I'd like every record written out again, exactly as it is.

_ _ _ _ _ _ _

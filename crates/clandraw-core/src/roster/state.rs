// Roster state: two teams, the combined draw pool, and the last winners.

use rand::seq::SliceRandom;
use rand::Rng;
use serde::{Deserialize, Serialize};
use serde_json::Value;
use thiserror::Error;
use tracing::{debug, info};

use super::cell::CellValue;
use crate::auth::{AuthError, Grant, Operation};

/// A team as imported from the spreadsheet.
#[derive(Debug, Clone, Default, PartialEq, Eq, Serialize, Deserialize)]
pub struct Team {
    /// Free-form team tag from the header row.
    pub tag: String,
    /// Member names in import order. Duplicates are kept.
    pub members: Vec<String>,
}

/// A member of the draw pool, tagged with the team it came from.
#[derive(Debug, Clone, PartialEq, Eq, Hash, Serialize, Deserialize)]
#[serde(rename_all = "camelCase")]
pub struct PoolEntry {
    pub name: String,
    pub clan_tag: String,
}

/// The complete roster/draw state.
///
/// `pool` is always team A's members followed by team B's members, each
/// tagged with its team's tag. `winners` is drawn from the pool as it was
/// at the time of the most recent draw, without repeats.
#[derive(Debug, Clone, Default, PartialEq, Eq, Serialize, Deserialize)]
#[serde(rename_all = "camelCase")]
pub struct RosterState {
    pub team_a: Team,
    pub team_b: Team,
    pub pool: Vec<PoolEntry>,
    pub winners: Vec<PoolEntry>,
}

impl RosterState {
    fn rebuild_pool(&mut self) {
        let tagged = |team: &Team| {
            team.members
                .iter()
                .map(|name| PoolEntry {
                    name: name.clone(),
                    clan_tag: team.tag.clone(),
                })
                .collect::<Vec<_>>()
        };
        let mut pool = tagged(&self.team_a);
        pool.extend(tagged(&self.team_b));
        self.pool = pool;
    }
}

/// Exclusive owner of a [`RosterState`].
///
/// All mutations go through `&mut self`; wrap the store in the actor from
/// [`super::store`] to share it between concurrent requests.
#[derive(Debug, Default)]
pub struct RosterStore {
    state: RosterState,
}

impl RosterStore {
    pub fn new() -> Self {
        Self::default()
    }

    /// Read-only snapshot of the full state.
    pub fn state(&self) -> &RosterState {
        &self.state
    }

    /// Replace both teams from spreadsheet rows and rebuild the pool.
    ///
    /// Row 0 holds the team tags in columns 0 and 1. Each later row may hold
    /// a team A member in column 0 and a team B member in column 1; absent
    /// cells (see [`CellValue::is_present`]) are skipped. Clears winners.
    /// Returns the number of pool entries.
    pub fn import_rows(&mut self, grant: &Grant, rows: &[Vec<CellValue>]) -> Result<usize, AuthError> {
        grant.ensure(Operation::ImportRoster)?;

        let header = rows.first();
        let tag_at = |col: usize| {
            header
                .and_then(|row| row.get(col))
                .map(CellValue::render)
                .unwrap_or_default()
        };
        let mut team_a = Team {
            tag: tag_at(0),
            members: Vec::new(),
        };
        let mut team_b = Team {
            tag: tag_at(1),
            members: Vec::new(),
        };

        for row in rows.iter().skip(1) {
            if let Some(cell) = row.first().filter(|c| c.is_present()) {
                team_a.members.push(cell.render());
            }
            if let Some(cell) = row.get(1).filter(|c| c.is_present()) {
                team_b.members.push(cell.render());
            }
        }

        self.state.team_a = team_a;
        self.state.team_b = team_b;
        self.state.rebuild_pool();
        self.state.winners.clear();

        info!(
            "Imported roster: '{}' ({} members) vs '{}' ({} members), pool size {}",
            self.state.team_a.tag,
            self.state.team_a.members.len(),
            self.state.team_b.tag,
            self.state.team_b.members.len(),
            self.state.pool.len()
        );
        Ok(self.state.pool.len())
    }

    /// Draw winners using the thread-local RNG.
    pub fn draw(&mut self, grant: &Grant, requested: i64) -> Result<Vec<PoolEntry>, AuthError> {
        self.draw_with(grant, requested, &mut rand::thread_rng())
    }

    /// Draw `max(1, requested)` winners (capped at the pool size) from a
    /// uniform random permutation of the pool. Overwrites previous winners.
    pub fn draw_with<R: Rng + ?Sized>(
        &mut self,
        grant: &Grant,
        requested: i64,
        rng: &mut R,
    ) -> Result<Vec<PoolEntry>, AuthError> {
        grant.ensure(Operation::Draw)?;

        let count = usize::try_from(requested.max(1)).unwrap_or(usize::MAX);
        let take = count.min(self.state.pool.len());

        let mut shuffled = self.state.pool.clone();
        shuffled.shuffle(rng);
        shuffled.truncate(take);
        self.state.winners = shuffled;

        info!(
            "Drew {} winner(s) from a pool of {} (requested {})",
            take,
            self.state.pool.len(),
            requested
        );
        Ok(self.state.winners.clone())
    }

    pub fn clear_winners(&mut self, grant: &Grant) -> Result<(), AuthError> {
        grant.ensure(Operation::ClearWinners)?;
        self.state.winners.clear();
        debug!("Winners cleared");
        Ok(())
    }

    /// Reset to the initial empty state.
    pub fn clear_roster(&mut self, grant: &Grant) -> Result<(), AuthError> {
        grant.ensure(Operation::ClearRoster)?;
        self.state = RosterState::default();
        info!("Roster cleared");
        Ok(())
    }
}

// ---------------------------------------------------------------------------
// Draw count coercion
// ---------------------------------------------------------------------------

#[derive(Debug, Error, PartialEq, Eq)]
pub enum DrawCountError {
    #[error("draw count must be a number, got {0}")]
    NotANumber(String),
}

/// Coerce a request's `count` field into an integer.
///
/// Missing, `null` and empty-string values fall back to `default`. Numbers
/// and numeric strings are floored. The lower clamp to 1 happens in the
/// draw itself, so zero and negative values pass through unchanged.
pub fn parse_draw_count(value: Option<&Value>, default: i64) -> Result<i64, DrawCountError> {
    let number = match value {
        None | Some(Value::Null) => return Ok(default),
        Some(Value::String(s)) if s.trim().is_empty() => return Ok(default),
        Some(Value::Number(n)) => n.as_f64(),
        Some(Value::String(s)) => s.trim().parse::<f64>().ok(),
        Some(_) => None,
    };

    match number {
        Some(n) if n.is_finite() => Ok(n.floor() as i64),
        _ => Err(DrawCountError::NotANumber(
            value.map(Value::to_string).unwrap_or_default(),
        )),
    }
}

_ _ _ _ _ _ _

Task answer =
filename crates/clandraw-core/src/roster/state.rs
// Roster state: two teams, the combined draw pool, and the last winners.

use rand::seq::SliceRandom;
use rand::Rng;
use serde::{Deserialize, Serialize};
use serde_json::Value;
use thiserror::Error;
use tracing::{debug, info};

use super::cell::CellValue;
use crate::auth::{AuthError, Grant, Operation};

/// A team as imported from the spreadsheet.
#[derive(Debug, Clone, Default, PartialEq, Eq, Serialize, Deserialize)]
pub struct Team {
    /// Free-form team tag from the header row.
    pub tag: String,
    /// Member names in import order. Duplicates are kept.
    pub members: Vec<String>,
}

/// A member of the draw pool, tagged with the team it came from.
#[derive(Debug, Clone, PartialEq, Eq, Hash, Serialize, Deserialize)]
#[serde(rename_all = "camelCase")]
pub struct PoolEntry {
    pub name: String,
    pub clan_tag: String,
}

/// The complete roster/draw state.
///
/// `pool` is always team A's members followed by team B's members, each
/// tagged with its team's tag. `winners` is drawn from the pool as it was
/// at the time of the most recent draw, without repeats.
#[derive(Debug, Clone, Default, PartialEq, Eq, Serialize, Deserialize)]
#[serde(rename_all = "camelCase")]
pub struct RosterState {
    pub team_a: Team,
    pub team_b: Team,
    pub pool: Vec<PoolEntry>,
    pub winners: Vec<PoolEntry>,
}

impl RosterState {
    fn rebuild_pool(&mut self) {
        let tagged = |team: &Team| {
            team.members
                .iter()
                .map(|name| PoolEntry {
                    name: name.clone(),
                    clan_tag: team.tag.clone(),
                })
                .collect::<Vec<_>>()
        };
        let mut pool = tagged(&self.team_a);
        pool.extend(tagged(&self.team_b));
        self.pool = pool;
    }
}

/// Exclusive owner of a [`RosterState`].
///
/// All mutations go through `&mut self`; wrap the store in the actor from
/// [`super::store`] to share it between concurrent requests.
#[derive(Debug, Default)]
pub struct RosterStore {
    state: RosterState,
}

impl RosterStore {
    pub fn new() -> Self {
        Self::default()
    }

    /// Read-only snapshot of the full state.
    pub fn state(&self) -> &RosterState {
        &self.state
    }

    /// Replace both teams from spreadsheet rows and rebuild the pool.
    ///
    /// Row 0 holds the team tags in columns 0 and 1. Each later row may hold
    /// a team A member in column 0 and a team B member in column 1; absent
    /// cells (see [`CellValue::is_present`]) are skipped. Clears winners.
    /// Returns the number of pool entries.
    pub fn import_rows(&mut self, grant: &Grant, rows: &[Vec<CellValue>]) -> Result<usize, AuthError> {
        grant.ensure(Operation::ImportRoster)?;

        let header = rows.first();
        let tag_at = |col: usize| {
            header
                .and_then(|row| row.get(col))
                .map(CellValue::render)
                .unwrap_or_default()
        };
        let mut team_a = Team {
            tag: tag_at(0),
            members: Vec::new(),
        };
        let mut team_b = Team {
            tag: tag_at(1),
            members: Vec::new(),
        };

        for row in rows.iter().skip(1) {
            if let Some(cell) = row.first().filter(|c| c.is_present()) {
                team_a.members.push(cell.render());
            }
            if let Some(cell) = row.get(1).filter(|c| c.is_present()) {
                team_b.members.push(cell.render());
            }
        }

        self.state.team_a = team_a;
        self.state.team_b = team_b;
        self.state.rebuild_pool();
        self.state.winners.clear();

        info!(
            "Imported roster: '{}' ({} members) vs '{}' ({} members), pool size {}",
            self.state.team_a.tag,
            self.state.team_a.members.len(),
            self.state.team_b.tag,
            self.state.team_b.members.len(),
            self.state.pool.len()
        );
        Ok(self.state.pool.len())
    }

    /// Draw winners using the thread-local RNG.
    pub fn draw(&mut self, grant: &Grant, requested: i64) -> Result<Vec<PoolEntry>, AuthError> {
        self.draw_with(grant, requested, &mut rand::thread_rng())
    }

    /// Draw `max(1, requested)` winners (capped at the pool size) from a
    /// uniform random permutation of the pool. Overwrites previous winners.
    pub fn draw_with<R: Rng + ?Sized>(
        &mut self,
        grant: &Grant,
        requested: i64,
        rng: &mut R,
    ) -> Result<Vec<PoolEntry>, AuthError> {
        grant.ensure(Operation::Draw)?;

        let count = usize::try_from(requested.max(1)).unwrap_or(usize::MAX);
        let take = count.min(self.state.pool.len());

        let mut shuffled = self.state.pool.clone();
        shuffled.shuffle(rng);
        shuffled.truncate(take);
        self.state.winners = shuffled;

        info!(
            "Drew {} winner(s) from a pool of {} (requested {})",
            take,
            self.state.pool.len(),
            requested
        );
        Ok(self.state.winners.clone())
    }

    pub fn clear_winners(&mut self, grant: &Grant) -> Result<(), AuthError> {
        grant.ensure(Operation::ClearWinners)?;
        self.state.winners.clear();
        debug!("Winners cleared");
        Ok(())
    }

    /// Reset to the initial empty state.
    pub fn clear_roster(&mut self, grant: &Grant) -> Result<(), AuthError> {
        grant.ensure(Operation::ClearRoster)?;
        self.state = RosterState::default();
        info!("Roster cleared");
        Ok(())
    }
}

// ---------------------------------------------------------------------------
// Draw count coercion
// ---------------------------------------------------------------------------

#[derive(Debug, Error, PartialEq, Eq)]
pub enum DrawCountError {
    #[error("draw count must be a number, got {0}")]
    NotANumber(String),
}

/// Coerce a request's `count` field into an integer.
///
/// Missing, `null` and empty-string values fall back to `default`. Numbers
/// and numeric strings are floored. The lower clamp to 1 happens in the
/// draw itself, so zero and negative values pass through unchanged.
pub fn parse_draw_count(value: Option<&Value>, default: i64) -> Result<i64, DrawCountError> {
    let number = match value {
        None | Some(Value::Null) => return Ok(default),
        Some(Value::String(s)) if s.trim().is_empty() => return Ok(default),
        Some(Value::Number(n)) => n.as_f64(),
        Some(Value::String(s)) => s.trim().parse::<f64>().ok(),
        Some(_) => None,
    };

    match number {
        Some(n) if n.is_finite() => Ok(n.floor() as i64),
        _ => Err(DrawCountError::NotANumber(
            value.map(Value::to_string).unwrap_or_default(),
        )),
    }
}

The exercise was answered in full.